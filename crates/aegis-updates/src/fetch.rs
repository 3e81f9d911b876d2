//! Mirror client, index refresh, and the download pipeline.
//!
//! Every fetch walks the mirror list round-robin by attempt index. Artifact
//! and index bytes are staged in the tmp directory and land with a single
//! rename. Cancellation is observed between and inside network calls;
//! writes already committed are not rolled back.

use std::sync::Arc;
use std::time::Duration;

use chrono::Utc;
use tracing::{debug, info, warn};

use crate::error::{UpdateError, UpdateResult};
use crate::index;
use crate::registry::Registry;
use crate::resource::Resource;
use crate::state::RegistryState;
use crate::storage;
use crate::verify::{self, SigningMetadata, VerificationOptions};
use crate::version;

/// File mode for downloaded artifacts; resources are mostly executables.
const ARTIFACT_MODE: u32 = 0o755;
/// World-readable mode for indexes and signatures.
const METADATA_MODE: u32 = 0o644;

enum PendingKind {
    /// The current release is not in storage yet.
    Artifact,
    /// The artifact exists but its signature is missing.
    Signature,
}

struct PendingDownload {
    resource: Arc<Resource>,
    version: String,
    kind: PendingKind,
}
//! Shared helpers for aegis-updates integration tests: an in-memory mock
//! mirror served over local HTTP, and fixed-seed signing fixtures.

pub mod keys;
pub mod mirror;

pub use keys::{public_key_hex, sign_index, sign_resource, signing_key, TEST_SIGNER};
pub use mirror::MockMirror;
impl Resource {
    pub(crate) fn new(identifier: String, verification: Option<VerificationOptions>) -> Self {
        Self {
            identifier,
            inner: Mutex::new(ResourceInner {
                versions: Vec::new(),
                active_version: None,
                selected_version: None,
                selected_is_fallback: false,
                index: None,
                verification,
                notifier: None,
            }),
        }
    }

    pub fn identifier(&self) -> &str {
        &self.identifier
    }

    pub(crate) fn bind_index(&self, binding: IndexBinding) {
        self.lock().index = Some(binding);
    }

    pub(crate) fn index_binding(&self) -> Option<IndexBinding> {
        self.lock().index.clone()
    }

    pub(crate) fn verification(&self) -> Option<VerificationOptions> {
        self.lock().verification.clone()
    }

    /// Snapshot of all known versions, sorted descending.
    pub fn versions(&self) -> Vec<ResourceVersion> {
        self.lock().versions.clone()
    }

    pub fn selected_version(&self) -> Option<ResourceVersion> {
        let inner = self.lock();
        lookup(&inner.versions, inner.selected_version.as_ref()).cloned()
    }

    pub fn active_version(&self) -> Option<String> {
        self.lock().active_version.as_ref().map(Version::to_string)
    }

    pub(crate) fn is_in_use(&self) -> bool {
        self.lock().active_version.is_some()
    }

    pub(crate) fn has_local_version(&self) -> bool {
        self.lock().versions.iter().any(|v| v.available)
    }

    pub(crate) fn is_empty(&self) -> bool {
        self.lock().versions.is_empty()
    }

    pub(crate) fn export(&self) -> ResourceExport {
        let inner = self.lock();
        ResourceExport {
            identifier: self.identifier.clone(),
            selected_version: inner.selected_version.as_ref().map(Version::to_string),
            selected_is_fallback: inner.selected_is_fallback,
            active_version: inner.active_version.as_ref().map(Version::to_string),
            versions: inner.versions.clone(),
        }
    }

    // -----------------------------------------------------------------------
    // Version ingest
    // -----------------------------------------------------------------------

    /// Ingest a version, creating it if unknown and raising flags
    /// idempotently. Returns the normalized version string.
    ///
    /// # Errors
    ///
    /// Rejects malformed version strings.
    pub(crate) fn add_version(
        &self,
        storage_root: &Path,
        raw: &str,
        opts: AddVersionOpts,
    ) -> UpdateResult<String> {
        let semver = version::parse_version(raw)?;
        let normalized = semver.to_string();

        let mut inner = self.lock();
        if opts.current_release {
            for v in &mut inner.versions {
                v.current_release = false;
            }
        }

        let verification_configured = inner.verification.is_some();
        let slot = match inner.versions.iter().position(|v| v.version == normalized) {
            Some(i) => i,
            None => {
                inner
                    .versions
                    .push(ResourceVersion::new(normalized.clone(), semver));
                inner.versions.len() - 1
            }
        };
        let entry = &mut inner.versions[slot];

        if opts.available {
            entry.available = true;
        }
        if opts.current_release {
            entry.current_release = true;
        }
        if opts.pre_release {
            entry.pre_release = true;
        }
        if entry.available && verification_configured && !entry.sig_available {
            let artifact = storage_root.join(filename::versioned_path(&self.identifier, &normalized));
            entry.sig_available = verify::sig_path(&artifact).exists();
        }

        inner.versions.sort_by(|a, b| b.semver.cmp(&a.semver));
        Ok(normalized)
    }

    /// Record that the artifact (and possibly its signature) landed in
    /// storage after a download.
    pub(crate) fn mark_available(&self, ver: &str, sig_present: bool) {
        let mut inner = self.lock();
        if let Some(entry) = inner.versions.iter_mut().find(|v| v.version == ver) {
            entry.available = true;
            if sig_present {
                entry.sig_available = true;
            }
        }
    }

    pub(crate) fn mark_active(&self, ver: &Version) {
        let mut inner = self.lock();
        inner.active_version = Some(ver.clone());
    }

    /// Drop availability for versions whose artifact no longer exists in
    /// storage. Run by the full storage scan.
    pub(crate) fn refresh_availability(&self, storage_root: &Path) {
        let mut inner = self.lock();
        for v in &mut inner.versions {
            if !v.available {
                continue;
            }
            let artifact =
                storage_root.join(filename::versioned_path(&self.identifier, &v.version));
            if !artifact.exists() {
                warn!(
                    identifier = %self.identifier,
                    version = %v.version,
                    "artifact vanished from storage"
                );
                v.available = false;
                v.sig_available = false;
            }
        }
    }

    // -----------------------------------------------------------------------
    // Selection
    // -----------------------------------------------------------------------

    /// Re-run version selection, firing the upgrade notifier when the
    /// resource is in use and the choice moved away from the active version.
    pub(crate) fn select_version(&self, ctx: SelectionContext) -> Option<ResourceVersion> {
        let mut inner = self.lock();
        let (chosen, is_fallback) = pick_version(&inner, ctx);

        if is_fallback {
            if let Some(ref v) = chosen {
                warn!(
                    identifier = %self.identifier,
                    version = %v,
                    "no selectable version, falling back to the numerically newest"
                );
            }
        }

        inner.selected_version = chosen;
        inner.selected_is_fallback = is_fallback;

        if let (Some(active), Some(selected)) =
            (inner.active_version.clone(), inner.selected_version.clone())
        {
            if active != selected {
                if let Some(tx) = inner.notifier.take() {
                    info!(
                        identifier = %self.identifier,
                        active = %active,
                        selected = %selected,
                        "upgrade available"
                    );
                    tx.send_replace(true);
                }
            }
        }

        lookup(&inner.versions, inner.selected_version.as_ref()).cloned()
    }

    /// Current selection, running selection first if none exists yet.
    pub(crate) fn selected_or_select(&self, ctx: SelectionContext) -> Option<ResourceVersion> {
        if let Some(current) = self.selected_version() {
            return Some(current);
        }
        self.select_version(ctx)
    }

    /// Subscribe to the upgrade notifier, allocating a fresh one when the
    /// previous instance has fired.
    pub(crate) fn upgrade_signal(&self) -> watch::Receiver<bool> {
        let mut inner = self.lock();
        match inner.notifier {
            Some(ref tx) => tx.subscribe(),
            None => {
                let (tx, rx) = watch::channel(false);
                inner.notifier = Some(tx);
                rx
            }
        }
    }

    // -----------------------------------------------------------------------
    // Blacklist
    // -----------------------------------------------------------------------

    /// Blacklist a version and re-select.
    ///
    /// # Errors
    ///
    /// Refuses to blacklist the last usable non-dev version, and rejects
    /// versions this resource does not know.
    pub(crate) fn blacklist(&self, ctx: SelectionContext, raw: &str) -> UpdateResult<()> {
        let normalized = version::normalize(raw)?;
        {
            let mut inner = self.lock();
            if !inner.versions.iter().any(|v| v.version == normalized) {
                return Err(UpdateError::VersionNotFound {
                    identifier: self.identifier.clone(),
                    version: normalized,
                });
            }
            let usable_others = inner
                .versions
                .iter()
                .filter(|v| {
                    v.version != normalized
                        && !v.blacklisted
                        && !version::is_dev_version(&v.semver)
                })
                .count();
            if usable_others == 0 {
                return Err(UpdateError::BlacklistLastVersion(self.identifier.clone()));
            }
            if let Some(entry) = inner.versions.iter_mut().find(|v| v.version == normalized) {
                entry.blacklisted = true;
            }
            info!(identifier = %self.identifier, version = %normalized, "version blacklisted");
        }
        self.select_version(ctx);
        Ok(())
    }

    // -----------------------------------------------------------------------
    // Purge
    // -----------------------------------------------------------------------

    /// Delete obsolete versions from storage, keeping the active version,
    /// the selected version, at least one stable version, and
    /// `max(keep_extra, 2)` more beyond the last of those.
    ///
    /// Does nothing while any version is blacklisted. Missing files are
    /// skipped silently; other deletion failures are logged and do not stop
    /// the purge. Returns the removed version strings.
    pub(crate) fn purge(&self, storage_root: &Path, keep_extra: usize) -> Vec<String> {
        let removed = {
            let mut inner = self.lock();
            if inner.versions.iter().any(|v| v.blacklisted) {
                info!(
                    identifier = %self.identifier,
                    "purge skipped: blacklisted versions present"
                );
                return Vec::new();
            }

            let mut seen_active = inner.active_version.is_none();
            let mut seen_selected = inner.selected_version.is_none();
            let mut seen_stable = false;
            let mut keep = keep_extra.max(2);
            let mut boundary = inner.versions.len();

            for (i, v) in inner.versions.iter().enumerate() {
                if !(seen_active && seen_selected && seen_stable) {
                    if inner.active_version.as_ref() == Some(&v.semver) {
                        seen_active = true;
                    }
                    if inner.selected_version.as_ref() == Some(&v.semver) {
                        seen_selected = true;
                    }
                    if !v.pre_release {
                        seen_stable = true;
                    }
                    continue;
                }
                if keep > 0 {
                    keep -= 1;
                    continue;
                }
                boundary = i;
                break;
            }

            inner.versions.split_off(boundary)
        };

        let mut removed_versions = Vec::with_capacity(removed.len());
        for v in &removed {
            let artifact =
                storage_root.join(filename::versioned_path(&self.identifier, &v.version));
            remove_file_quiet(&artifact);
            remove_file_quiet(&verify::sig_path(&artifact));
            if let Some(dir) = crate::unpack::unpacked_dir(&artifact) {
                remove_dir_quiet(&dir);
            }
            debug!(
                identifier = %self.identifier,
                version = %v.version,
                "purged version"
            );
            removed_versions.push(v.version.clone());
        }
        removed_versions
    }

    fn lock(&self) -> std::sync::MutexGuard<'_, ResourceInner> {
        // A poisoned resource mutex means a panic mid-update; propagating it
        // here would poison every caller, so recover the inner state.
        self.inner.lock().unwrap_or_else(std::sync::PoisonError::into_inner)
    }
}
== == ==
• [Exercise]: Begin at the top of the records above and quote each line exactly, ending with the line that contains "indexes and signatures.".

• [Response to the exercise]:
filename crates/aegis-updates/src/fetch.rs
repository 3e81f9d911b876d2
//! Mirror client, index refresh, and the download pipeline.
//!
//! Every fetch walks the mirror list round-robin by attempt index. Artifact
//! and index bytes are staged in the tmp directory and land with a single
//! rename. Cancellation is observed between and inside network calls;
//! writes already committed are not rolled back.

use std::sync::Arc;
use std::time::Duration;

use chrono::Utc;
use tracing::{debug, info, warn};

use crate::error::{UpdateError, UpdateResult};
use crate::index;
use crate::registry::Registry;
use crate::resource::Resource;
use crate::state::RegistryState;
use crate::storage;
use crate::verify::{self, SigningMetadata, VerificationOptions};
use crate::version;

/// File mode for downloaded artifacts; resources are mostly executables.
const ARTIFACT_MODE: u32 = 0o755;
/// World-readable mode for indexes and signatures.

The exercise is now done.